Not all cyber concerns are as esoteric to the general public as bionomics and encryption. Wired magazine packages geek style, geek attitude, and more importantly, geek values as being as dynamic and cutting-edge as Vogue or Vanity Fair: Borsook came into the Wired fold soon after it began. Rich with blasto-graphics, advertising hip knowingness, and articles touting the virtues of venture capitalism, corporate start-ups, and bold individualism and inventiveness, Wired instantly became a mass-market have-to-have item that brought computer capitalism to Main Street and made it cool. After the thrills of Wired's first heady years began to wane, Borsook began taking closer stock of the message the magazine mediated. And just as Playboy ushered in, disseminated, propelled, and cultivated not just a new attitude toward sexual mores but a whole lifestyle and way of being in the world, Wired too pushed a lifestyle and attitude that glorified all that is selfish, elitist, and anti-democratic. Bionomic, libertarian.

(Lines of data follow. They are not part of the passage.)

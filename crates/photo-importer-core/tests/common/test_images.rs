use std::fs::{self, File};
use std::io::Write;
use std::path::{Path, PathBuf};
use std::time::SystemTime;

/// Create a file with the given content, creating parent directories as needed
pub fn create_test_file(dir: &Path, name: &str, content: &[u8]) -> PathBuf {
    fs::create_dir_all(dir).unwrap();

    let file_path = dir.join(name);
    let mut file = File::create(&file_path).unwrap();
    file.write_all(content).unwrap();
    file_path
}

/// Set the last-modified time of an existing file
pub fn set_modified(path: &Path, time: SystemTime) {
    File::options()
        .write(true)
        .open(path)
        .unwrap()
        .set_modified(time)
        .unwrap();
}

/// Minimal JPEG carrying an EXIF `DateTime` tag (`YYYY:MM:DD HH:MM:SS`) in IFD0
pub fn jpeg_with_exif_datetime(datetime: &str) -> Vec<u8> {
    assert_eq!(datetime.len(), 19);

    let mut tiff = Vec::new();
    tiff.extend_from_slice(b"MM\x00\x2a\x00\x00\x00\x08");
    tiff.extend_from_slice(&1u16.to_be_bytes());
    tiff.extend_from_slice(&0x0132u16.to_be_bytes());
    tiff.extend_from_slice(&2u16.to_be_bytes());
    tiff.extend_from_slice(&20u32.to_be_bytes());
    tiff.extend_from_slice(&26u32.to_be_bytes());
    tiff.extend_from_slice(&0u32.to_be_bytes());
    tiff.extend_from_slice(datetime.as_bytes());
    tiff.push(0);

    let mut jpeg = vec![0xFF, 0xD8, 0xFF, 0xE1];
    jpeg.extend_from_slice(&((2 + 6 + tiff.len()) as u16).to_be_bytes());
    jpeg.extend_from_slice(b"Exif\x00\x00");
    jpeg.extend_from_slice(&tiff);
    jpeg.extend_from_slice(&[0xFF, 0xD9]);
    jpeg
}

/// All regular files below `dir`, sorted
pub fn files_under(dir: &Path) -> Vec<PathBuf> {
    if !dir.exists() {
        return Vec::new();
    }
    let mut files: Vec<PathBuf> = walkdir::WalkDir::new(dir)
        .into_iter()
        .filter_map(|e| e.ok())
        .filter(|e| e.file_type().is_file())
        .map(|e| e.into_path())
        .collect();
    files.sort();
    files
}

Devoid of old money's sense of noblesse oblige, the new new money set doesn't get the point of helping others. Borsook points out a notable difference in charity between East Coast, old-style computer giant IBM and West Coast new-hat computer megalith Microsoft: IBM bases its charitable tax deductions on its computers' wholesale values; Microsoft deducts based on their retail rates. Decisions to donate computers to high schools and colleges are not "charitable" in the sense of helping the down-and-out, say, but are designed to generate future sales, as did tobacco companies that once gave soldiers free cigarettes. Putting the "chary" in charitable, software firms likewise donate (unwanted/unneeded) CD-ROMs to organizations that may retail for $100 but cost only 10˘ to burn, not including documentation, which, Borsook notes, these firms often fail to supply. Computers and software packages are impotent in battling such community issues as alcoholism, drug abuse, domestic abuse, homelessness, and so forth. Outside of their specialized niches, wealthy cyberians seem uncomfortable, seem at sea, out of the box; and so they respond defensively: the wretches deserve their fate; I will not serve.

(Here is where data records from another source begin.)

//! Guarded copy of a source file into the archive.
//!
//! A destination path is never overwritten. New files are written to a
//! temporary sibling, synced, and only then linked into place, so a crash
//! cannot leave a truncated file under the final name. Every placement ends
//! with a re-hash of the destination.
//!
//! A run killed mid-copy leaves its `.import-*.part` temporary behind.
//! [`sweep_partial_files`] removes those before the next run starts copying.
use std::fs::{self, File, FileTimes};
use std::io;
use std::path::Path;

use log::{error, warn};
use walkdir::WalkDir;

use crate::error::{Error, Result};
use crate::logging::{log_file_error, log_fs_modification};
use crate::processing::{compute_content_hash, verify_file};
use crate::types::ContentHash;

const PARTIAL_PREFIX: &str = ".import-";
const PARTIAL_SUFFIX: &str = ".part";

/// How the destination came to hold the expected content
#[derive(Debug, Clone, Copy, PartialEq, Eq)]
pub enum Placement {
    /// Bytes were copied from the source
    Copied,

    /// The destination already held matching content; nothing was written
    AlreadyPresent,
}

/// Copy `src` to `dst` unless `dst` already holds `expected`, then validate `dst`
pub fn place_file(src: &Path, dst: &Path, expected: &ContentHash) -> Result<Placement> {
    let src_meta = fs::metadata(src)?;
    if !src_meta.is_file() {
        return Err(Error::NonRegularSource(src.to_path_buf()));
    }

    let placement = if dst.exists() {
        // Removing such a source afterwards would delete the archive copy
        if same_file::is_same_file(src, dst)? {
            return Err(Error::SourceIsDestination(src.to_path_buf()));
        }
        check_existing(dst, expected)?
    } else {
        copy_new(src, &src_meta, dst, expected)?
    };

    if let Err(e) = verify_file(dst, expected) {
        error!(
            "INTEGRITY FAILURE - destination may be corrupt: {} ({})",
            dst.display(),
            e
        );
        return Err(e);
    }

    Ok(placement)
}

fn check_existing(dst: &Path, expected: &ContentHash) -> Result<Placement> {
    let existing = compute_content_hash(dst)?;
    if existing != *expected {
        return Err(Error::ContentConflict(dst.to_path_buf()));
    }
    Ok(Placement::AlreadyPresent)
}

fn copy_new(
    src: &Path,
    src_meta: &fs::Metadata,
    dst: &Path,
    expected: &ContentHash,
) -> Result<Placement> {
    let dst_dir = dst
        .parent()
        .ok_or_else(|| Error::FileNotFound(dst.to_path_buf()))?;
    if !dst_dir.exists() {
        fs::create_dir_all(dst_dir)?;
        log_fs_modification("create_dir", dst_dir, None);
    }

    let mut partial = tempfile::Builder::new()
        .prefix(PARTIAL_PREFIX)
        .suffix(PARTIAL_SUFFIX)
        .tempfile_in(dst_dir)?;

    let mut src_file = File::open(src)?;
    io::copy(&mut src_file, partial.as_file_mut())?;
    partial.as_file().sync_all()?;

    let modified = src_meta.modified()?;
    partial
        .as_file()
        .set_times(FileTimes::new().set_accessed(modified).set_modified(modified))?;

    match partial.persist_noclobber(dst) {
        Ok(_) => {
            log_fs_modification("copy", dst, Some(&format!("from {}", src.display())));
            Ok(Placement::Copied)
        }
        // Another writer placed the file between the existence check and now
        Err(e) if e.error.kind() == io::ErrorKind::AlreadyExists => check_existing(dst, expected),
        Err(e) => Err(Error::Io(e.error)),
    }
}

/// Remove temporaries left under `archive_root` by an interrupted copy
///
/// Must not run while another import into the same archive is copying.
/// Returns the number of files removed.
pub fn sweep_partial_files(archive_root: &Path) -> Result<usize> {
    if !archive_root.is_dir() {
        return Ok(0);
    }

    let mut removed = 0;
    for entry in WalkDir::new(archive_root) {
        let entry = match entry {
            Ok(entry) => entry,
            Err(e) => {
                warn!("Skipping unreadable archive entry: {}", e);
                continue;
            }
        };
        if !entry.file_type().is_file() || !is_partial_file(entry.path()) {
            continue;
        }

        match fs::remove_file(entry.path()) {
            Ok(()) => {
                log_fs_modification("remove_partial", entry.path(), None);
                removed += 1;
            }
            Err(e) => log_file_error(entry.path(), "remove_partial", &e),
        }
    }
    Ok(removed)
}

fn is_partial_file(path: &Path) -> bool {
    path.file_name()
        .and_then(|name| name.to_str())
        .is_some_and(|name| name.starts_with(PARTIAL_PREFIX) && name.ends_with(PARTIAL_SUFFIX))
}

Borsook's humor and her compassion for her subjects turn what could easily have been an angry screed into a balanced, earnest exploration of the sociological values the new technologies and concomitant new money are producing. In times of economic boom, such as the one we're still enjoying, comfort more easily breeds care for the downcast. In times of economic boom, it's also easy to forget that the downcast exist.